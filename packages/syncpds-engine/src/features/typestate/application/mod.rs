/*
 * Typestate Application Layer
 *
 * Forward typestate queries over every tracked allocation.
 */

mod analysis;

pub use analysis::{AllocationReport, TypestateAnalysis, TypestateReport, WitnessListener};
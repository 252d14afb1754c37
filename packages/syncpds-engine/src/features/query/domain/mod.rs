//! Query layer domain: what callers ask and what they get back

mod query;
mod results;

pub use query::{BackwardQuery, Direction, ForwardQuery, Query, SolverHandle};
pub use results::{AccessPath, BackwardResults, ForwardResults};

——————————

The response should be an exact copy of the lines from the one with "repository 252d14afb1754c37" through the end of the data, with no other text.

▸ RESPONSE BELOW:
repository 252d14afb1754c37
filename packages/syncpds-engine/src/features/query/domain/mod.rs
//! Query layer domain: what callers ask and what they get back

mod query;
mod results;

pub use query::{BackwardQuery, Direction, ForwardQuery, Query, SolverHandle};
pub use results::{AccessPath, BackwardResults, ForwardResults};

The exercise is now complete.